Records to process =

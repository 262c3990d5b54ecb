//! Configuration for texref.
//!
//! Loads settings from `.texref.toml` in the workspace root, then applies
//! `TEXREF_*` environment variables on top.
//! Uses figment for layered configuration with provenance tracking.

use figment::{
    providers::{Env, Format, Serialized, Toml},
    Figment,
};
use serde::{Deserialize, Serialize};
use std::path::Path;
use std::time::Duration;

/// Name of the per-project configuration file.
pub const CONFIG_FILE_NAME: &str = ".texref.toml";

/// Default directories to exclude from scanning.
pub const DEFAULT_EXCLUDE_DIRS: &[&str] = &[".git", "_minted", "auto", "node_modules", "target"];

/// texref configuration.
#[derive(Debug, Clone, Deserialize, Serialize)]
pub struct Config {
    /// Extension whose presence marks the project root (default: "bib").
    #[serde(default = "default_marker_extension")]
    pub marker_extension: String,

    /// Extension of LaTeX sources scanned for labels and environments (default: "tex").
    #[serde(default = "default_source_extension")]
    pub source_extension: String,

    /// Extension of bibliography files scanned for citation keys (default: "bib").
    #[serde(default = "default_bibliography_extension")]
    pub bibliography_extension: String,

    /// Additional directories to exclude from scanning (merged with defaults).
    #[serde(default)]
    pub exclude_dirs: Vec<String>,

    /// Whether to respect .gitignore files when scanning (default: true).
    #[serde(default = "default_respect_gitignore")]
    pub respect_gitignore: bool,

    /// Upper bound for a single directory walk in milliseconds (default: 2000).
    #[serde(default = "default_walk_timeout_ms")]
    pub walk_timeout_ms: u64,

    /// Maximum length of a bibliography title in annotations (default: 30).
    #[serde(default = "default_title_max_len")]
    pub title_max_len: usize,

    /// Read bibliography records field by field for title/author annotations.
    /// When false, only citation keys are extracted (default: true).
    #[serde(default = "default_use_record_reader")]
    pub use_record_reader: bool,

    /// Editor filetypes served by the completer.
    #[serde(default = "default_filetypes")]
    pub filetypes: Vec<String>,
}

impl Default for Config {
    fn default() -> Self {
        Self {
            marker_extension: default_marker_extension(),
            source_extension: default_source_extension(),
            bibliography_extension: default_bibliography_extension(),
            exclude_dirs: Vec::new(),
            respect_gitignore: default_respect_gitignore(),
            walk_timeout_ms: default_walk_timeout_ms(),
            title_max_len: default_title_max_len(),
            use_record_reader: default_use_record_reader(),
            filetypes: default_filetypes(),
        }
    }
}

fn default_marker_extension() -> String {
    "bib".to_string()
}

fn default_source_extension() -> String {
    "tex".to_string()
}

fn default_bibliography_extension() -> String {
    "bib".to_string()
}

fn default_respect_gitignore() -> bool {
    true
}

fn default_walk_timeout_ms() -> u64 {
    2000
}

fn default_title_max_len() -> usize {
    30
}

fn default_use_record_reader() -> bool {
    true
}

fn default_filetypes() -> Vec<String> {
    vec!["plaintex".to_string(), "tex".to_string()]
}

impl Config {
    /// Load configuration from `.texref.toml` in the given root directory.
    ///
    /// Returns default config if the file doesn't exist.
    /// Reports parse errors with file, line, and key information.
    pub fn load(root: &Path) -> Self {
        let config_path = root.join(CONFIG_FILE_NAME);

        // Build layered config: defaults <- toml file <- environment
        let figment = Figment::from(Serialized::defaults(Config::default()));

        // Only add TOML provider if file exists
        let figment = if config_path.exists() {
            figment.merge(Toml::file(&config_path))
        } else {
            figment
        };
        let figment = figment.merge(Env::prefixed("TEXREF_"));

        match figment.extract() {
            Ok(config) => {
                if config_path.exists() {
                    tracing::info!("Loaded config from {:?}", config_path);
                }
                config
            }
            Err(e) => {
                tracing::warn!("Config error: {}", e);
                Self::default()
            }
        }
    }

    /// Get all directories to exclude (defaults + user-configured).
    pub fn excluded_dirs(&self) -> Vec<&str> {
        let mut dirs: Vec<&str> = DEFAULT_EXCLUDE_DIRS.to_vec();
        for dir in &self.exclude_dirs {
            if !dirs.contains(&dir.as_str()) {
                dirs.push(dir.as_str());
            }
        }
        dirs
    }

    pub fn walk_timeout(&self) -> Duration {
        Duration::from_millis(self.walk_timeout_ms)
    }
}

Exercise instructions =
Reproduce each line of the records in which "Deserialize" appears.

Answer box =
use serde::{Deserialize, Serialize};
#[derive(Debug, Clone, Deserialize, Serialize)]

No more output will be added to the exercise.